What to work on:
Give back the data in full, with every line exact.

Dataset records:
[Start of Attachment]
//! Leader election: candidacy, vote collection, and the RequestVote handler.

use std::sync::Arc;

use super::node::{Raft, RaftInner};
use super::{RequestVoteArgs, RequestVoteReply, Role};

/// A candidate's log is electable iff it is at least as up-to-date as ours:
/// higher last term wins, equal last term falls back to last index.
fn new_enough(self_term: u64, other_term: u64, self_index: u64, other_index: u64) -> bool {
    if other_term != self_term {
        other_term > self_term
    } else {
        other_index >= self_index
    }
}

impl Raft {
    /// Open a new candidacy: bump the term, vote for self, persist, and fan
    /// the vote requests out. Called from the ticker after the deadline was
    /// refreshed.
    pub(crate) fn new_election(self: &Arc<Self>) {
        let args = {
            let mut inner = self.inner.lock().unwrap();
            inner.role = Role::Candidate;
            inner.current_term += 1;
            inner.voted_for = Some(self.me);
            inner.votes = 1;
            self.persist(&inner);
            log::info!(
                "[{}] term {} starting election",
                self.me,
                inner.current_term
            );
            RequestVoteArgs {
                term: inner.current_term,
                candidate_id: self.me,
                last_log_index: inner.log.last_index(),
                last_log_term: inner.log.last_term(),
            }
        };

        for &peer in self.peers.iter().filter(|&&p| p != self.me) {
            let rf = self.clone();
            let args = args.clone();
            tokio::spawn(async move {
                let term = args.term;
                match rf.transport.request_vote(peer, args).await {
                    Ok(reply) => rf.on_vote_reply(term, reply),
                    Err(e) => log::debug!("[{}] vote rpc to {} failed: {}", rf.me, peer, e),
                }
            });
        }
    }

    /// Count a vote reply. Replies from an older candidacy, or arriving after
    /// this node stopped being a candidate, are dropped.
    fn on_vote_reply(self: &Arc<Self>, issued_term: u64, reply: RequestVoteReply) {
        let mut inner = self.inner.lock().unwrap();
        if self.killed() {
            return;
        }
        if reply.term > inner.current_term {
            self.to_higher_term(&mut inner, reply.term);
            return;
        }
        if inner.current_term != issued_term || inner.role != Role::Candidate {
            return;
        }
        if reply.vote_granted {
            inner.votes += 1;
            if inner.votes >= self.majority {
                self.become_leader(&mut inner);
            }
        }
    }

    /// Reinitialize per-follower progress and wake the replication workers so
    /// an immediate heartbeat establishes authority.
    fn become_leader(&self, inner: &mut RaftInner) {
        log::info!(
            "[{}] term {} won election with {} votes",
            self.me,
            inner.current_term,
            inner.votes
        );
        inner.role = Role::Leader;
        let next = inner.log.last_index() + 1;
        for &peer in &self.peers {
            inner.next_index.insert(peer, next);
            inner.match_index.insert(peer, 0);
        }
        self.wake_replicators();
    }

    /// RequestVote handler.
    pub fn handle_request_vote(&self, args: RequestVoteArgs) -> RequestVoteReply {
        let mut inner = self.inner.lock().unwrap();

        if args.term < inner.current_term {
            return RequestVoteReply {
                term: inner.current_term,
                vote_granted: false,
            };
        }
        if args.term > inner.current_term {
            self.to_higher_term(&mut inner, args.term);
        }
        // A leader in the same term never grants; two leaders in one term is
        // exactly what the vote rule exists to prevent.
        if inner.role == Role::Leader {
            return RequestVoteReply {
                term: inner.current_term,
                vote_granted: false,
            };
        }

        let self_index = inner.log.last_index();
        let self_term = inner.log.last_term();
        let grant = inner.voted_for == Some(args.candidate_id)
            || (inner.voted_for.is_none()
                && new_enough(self_term, args.last_log_term, self_index, args.last_log_index));

        if grant {
            inner.voted_for = Some(args.candidate_id);
            self.persist(&inner);
            self.timer.lock().unwrap().fresh();
            log::info!(
                "[{}] term {} vote granted to {}",
                self.me,
                inner.current_term,
                args.candidate_id
            );
        } else {
            log::debug!(
                "[{}] term {} vote denied to {} (voted_for {:?}, log [t{} i{}] vs [t{} i{}])",
                self.me,
                inner.current_term,
                args.candidate_id,
                inner.voted_for,
                self_term,
                self_index,
                args.last_log_term,
                args.last_log_index
            );
        }
        RequestVoteReply {
            term: inner.current_term,
            vote_granted: grant,
        }
    }
}

#[cfg(test)]
mod tests {
    use super::*;
    use crate::raft::testutil::disconnected_raft;
    use crate::raft::LogEntry;

    fn vote_args(term: u64, candidate: u64, last_index: u64, last_term: u64) -> RequestVoteArgs {
        RequestVoteArgs {
            term,
            candidate_id: candidate,
            last_log_index: last_index,
            last_log_term: last_term,
        }
    }

    #[tokio::test]
    async fn grants_first_vote_and_advances_term() {
        let (raft, _rx, _s) = disconnected_raft(vec![0, 1, 2], 0);
        let reply = raft.handle_request_vote(vote_args(2, 1, 0, 0));
        assert!(reply.vote_granted);
        assert_eq!(reply.term, 2);
        assert_eq!(raft.inner.lock().unwrap().voted_for, Some(1));
        raft.kill();
    }

    #[tokio::test]
    async fn repeated_vote_from_same_candidate_is_idempotent() {
        let (raft, _rx, _s) = disconnected_raft(vec![0, 1, 2], 0);
        let first = raft.handle_request_vote(vote_args(2, 1, 0, 0));
        let second = raft.handle_request_vote(vote_args(2, 1, 0, 0));
        assert!(first.vote_granted && second.vote_granted);
        assert_eq!(first.term, second.term);
        assert_eq!(raft.inner.lock().unwrap().voted_for, Some(1));
        raft.kill();
    }

    #[tokio::test]
    async fn denies_second_candidate_in_same_term() {
        let (raft, _rx, _s) = disconnected_raft(vec![0, 1, 2], 0);
        assert!(raft.handle_request_vote(vote_args(2, 1, 0, 0)).vote_granted);
        assert!(!raft.handle_request_vote(vote_args(2, 2, 0, 0)).vote_granted);
        raft.kill();
    }

    #[tokio::test]
    async fn denies_stale_term() {
        let (raft, _rx, _s) = disconnected_raft(vec![0, 1, 2], 0);
        raft.inner.lock().unwrap().current_term = 5;
        let reply = raft.handle_request_vote(vote_args(3, 1, 9, 3));
        assert!(!reply.vote_granted);
        assert_eq!(reply.term, 5);
        raft.kill();
    }

    #[tokio::test]
    async fn denies_candidate_with_outdated_log() {
        let (raft, _rx, _s) = disconnected_raft(vec![0, 1, 2], 0);
        {
            let mut inner = raft.inner.lock().unwrap();
            inner.current_term = 3;
            inner.log.append_many(vec![
                LogEntry {
                    term: 1,
                    command: vec![1],
                },
                LogEntry {
                    term: 3,
                    command: vec![2],
                },
            ]);
        }
        // Same last term, shorter log.
        assert!(!raft.handle_request_vote(vote_args(4, 1, 1, 3)).vote_granted);
        // Lower last term, longer log.
        assert!(!raft.handle_request_vote(vote_args(5, 1, 9, 2)).vote_granted);
        // At least as up-to-date.
        assert!(raft.handle_request_vote(vote_args(6, 1, 2, 3)).vote_granted);
        raft.kill();
    }

    #[tokio::test]
    async fn leader_denies_vote_in_equal_term() {
        let (raft, _rx, _s) = disconnected_raft(vec![0, 1, 2], 0);
        {
            let mut inner = raft.inner.lock().unwrap();
            inner.current_term = 4;
            inner.role = Role::Leader;
        }
        let reply = raft.handle_request_vote(vote_args(4, 1, 10, 4));
        assert!(!reply.vote_granted);
        // A higher term still dethrones.
        let reply = raft.handle_request_vote(vote_args(5, 1, 10, 4));
        assert!(reply.vote_granted);
        assert_eq!(raft.inner.lock().unwrap().role, Role::Follower);
        raft.kill();
    }
}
[End of Attachment]
Output of the exercise:
//! Leader election: candidacy, vote collection, and the RequestVote handler.

use std::sync::Arc;

use super::node::{Raft, RaftInner};
use super::{RequestVoteArgs, RequestVoteReply, Role};

/// A candidate's log is electable iff it is at least as up-to-date as ours:
/// higher last term wins, equal last term falls back to last index.
fn new_enough(self_term: u64, other_term: u64, self_index: u64, other_index: u64) -> bool {
    if other_term != self_term {
        other_term > self_term
    } else {
        other_index >= self_index
    }
}

impl Raft {
    /// Open a new candidacy: bump the term, vote for self, persist, and fan
    /// the vote requests out. Called from the ticker after the deadline was
    /// refreshed.
    pub(crate) fn new_election(self: &Arc<Self>) {
        let args = {
            let mut inner = self.inner.lock().unwrap();
            inner.role = Role::Candidate;
            inner.current_term += 1;
            inner.voted_for = Some(self.me);
            inner.votes = 1;
            self.persist(&inner);
            log::info!(
                "[{}] term {} starting election",
                self.me,
                inner.current_term
            );
            RequestVoteArgs {
                term: inner.current_term,
                candidate_id: self.me,
                last_log_index: inner.log.last_index(),
                last_log_term: inner.log.last_term(),
            }
        };

        for &peer in self.peers.iter().filter(|&&p| p != self.me) {
            let rf = self.clone();
            let args = args.clone();
            tokio::spawn(async move {
                let term = args.term;
                match rf.transport.request_vote(peer, args).await {
                    Ok(reply) => rf.on_vote_reply(term, reply),
                    Err(e) => log::debug!("[{}] vote rpc to {} failed: {}", rf.me, peer, e),
                }
            });
        }
    }

    /// Count a vote reply. Replies from an older candidacy, or arriving after
    /// this node stopped being a candidate, are dropped.
    fn on_vote_reply(self: &Arc<Self>, issued_term: u64, reply: RequestVoteReply) {
        let mut inner = self.inner.lock().unwrap();
        if self.killed() {
            return;
        }
        if reply.term > inner.current_term {
            self.to_higher_term(&mut inner, reply.term);
            return;
        }
        if inner.current_term != issued_term || inner.role != Role::Candidate {
            return;
        }
        if reply.vote_granted {
            inner.votes += 1;
            if inner.votes >= self.majority {
                self.become_leader(&mut inner);
            }
        }
    }

    /// Reinitialize per-follower progress and wake the replication workers so
    /// an immediate heartbeat establishes authority.
    fn become_leader(&self, inner: &mut RaftInner) {
        log::info!(
            "[{}] term {} won election with {} votes",
            self.me,
            inner.current_term,
            inner.votes
        );
        inner.role = Role::Leader;
        let next = inner.log.last_index() + 1;
        for &peer in &self.peers {
            inner.next_index.insert(peer, next);
            inner.match_index.insert(peer, 0);
        }
        self.wake_replicators();
    }

    /// RequestVote handler.
    pub fn handle_request_vote(&self, args: RequestVoteArgs) -> RequestVoteReply {
        let mut inner = self.inner.lock().unwrap();

        if args.term < inner.current_term {
            return RequestVoteReply {
                term: inner.current_term,
                vote_granted: false,
            };
        }
        if args.term > inner.current_term {
            self.to_higher_term(&mut inner, args.term);
        }
        // A leader in the same term never grants; two leaders in one term is
        // exactly what the vote rule exists to prevent.
        if inner.role == Role::Leader {
            return RequestVoteReply {
                term: inner.current_term,
                vote_granted: false,
            };
        }

        let self_index = inner.log.last_index();
        let self_term = inner.log.last_term();
        let grant = inner.voted_for == Some(args.candidate_id)
            || (inner.voted_for.is_none()
                && new_enough(self_term, args.last_log_term, self_index, args.last_log_index));

        if grant {
            inner.voted_for = Some(args.candidate_id);
            self.persist(&inner);
            self.timer.lock().unwrap().fresh();
            log::info!(
                "[{}] term {} vote granted to {}",
                self.me,
                inner.current_term,
                args.candidate_id
            );
        } else {
            log::debug!(
                "[{}] term {} vote denied to {} (voted_for {:?}, log [t{} i{}] vs [t{} i{}])",
                self.me,
                inner.current_term,
                args.candidate_id,
                inner.voted_for,
                self_term,
                self_index,
                args.last_log_term,
                args.last_log_index
            );
        }
        RequestVoteReply {
            term: inner.current_term,
            vote_granted: grant,
        }
    }
}

#[cfg(test)]
mod tests {
    use super::*;
    use crate::raft::testutil::disconnected_raft;
    use crate::raft::LogEntry;

    fn vote_args(term: u64, candidate: u64, last_index: u64, last_term: u64) -> RequestVoteArgs {
        RequestVoteArgs {
            term,
            candidate_id: candidate,
            last_log_index: last_index,
            last_log_term: last_term,
        }
    }

    #[tokio::test]
    async fn grants_first_vote_and_advances_term() {
        let (raft, _rx, _s) = disconnected_raft(vec![0, 1, 2], 0);
        let reply = raft.handle_request_vote(vote_args(2, 1, 0, 0));
        assert!(reply.vote_granted);
        assert_eq!(reply.term, 2);
        assert_eq!(raft.inner.lock().unwrap().voted_for, Some(1));
        raft.kill();
    }

    #[tokio::test]
    async fn repeated_vote_from_same_candidate_is_idempotent() {
        let (raft, _rx, _s) = disconnected_raft(vec![0, 1, 2], 0);
        let first = raft.handle_request_vote(vote_args(2, 1, 0, 0));
        let second = raft.handle_request_vote(vote_args(2, 1, 0, 0));
        assert!(first.vote_granted && second.vote_granted);
        assert_eq!(first.term, second.term);
        assert_eq!(raft.inner.lock().unwrap().voted_for, Some(1));
        raft.kill();
    }

    #[tokio::test]
    async fn denies_second_candidate_in_same_term() {
        let (raft, _rx, _s) = disconnected_raft(vec![0, 1, 2], 0);
        assert!(raft.handle_request_vote(vote_args(2, 1, 0, 0)).vote_granted);
        assert!(!raft.handle_request_vote(vote_args(2, 2, 0, 0)).vote_granted);
        raft.kill();
    }

    #[tokio::test]
    async fn denies_stale_term() {
        let (raft, _rx, _s) = disconnected_raft(vec![0, 1, 2], 0);
        raft.inner.lock().unwrap().current_term = 5;
        let reply = raft.handle_request_vote(vote_args(3, 1, 9, 3));
        assert!(!reply.vote_granted);
        assert_eq!(reply.term, 5);
        raft.kill();
    }

    #[tokio::test]
    async fn denies_candidate_with_outdated_log() {
        let (raft, _rx, _s) = disconnected_raft(vec![0, 1, 2], 0);
        {
            let mut inner = raft.inner.lock().unwrap();
            inner.current_term = 3;
            inner.log.append_many(vec![
                LogEntry {
                    term: 1,
                    command: vec![1],
                },
                LogEntry {
                    term: 3,
                    command: vec![2],
                },
            ]);
        }
        // Same last term, shorter log.
        assert!(!raft.handle_request_vote(vote_args(4, 1, 1, 3)).vote_granted);
        // Lower last term, longer log.
        assert!(!raft.handle_request_vote(vote_args(5, 1, 9, 2)).vote_granted);
        // At least as up-to-date.
        assert!(raft.handle_request_vote(vote_args(6, 1, 2, 3)).vote_granted);
        raft.kill();
    }

    #[tokio::test]
    async fn leader_denies_vote_in_equal_term() {
        let (raft, _rx, _s) = disconnected_raft(vec![0, 1, 2], 0);
        {
            let mut inner = raft.inner.lock().unwrap();
            inner.current_term = 4;
            inner.role = Role::Leader;
        }
        let reply = raft.handle_request_vote(vote_args(4, 1, 10, 4));
        assert!(!reply.vote_granted);
        // A higher term still dethrones.
        let reply = raft.handle_request_vote(vote_args(5, 1, 10, 4));
        assert!(reply.vote_granted);
        assert_eq!(raft.inner.lock().unwrap().role, Role::Follower);
        raft.kill();
    }
}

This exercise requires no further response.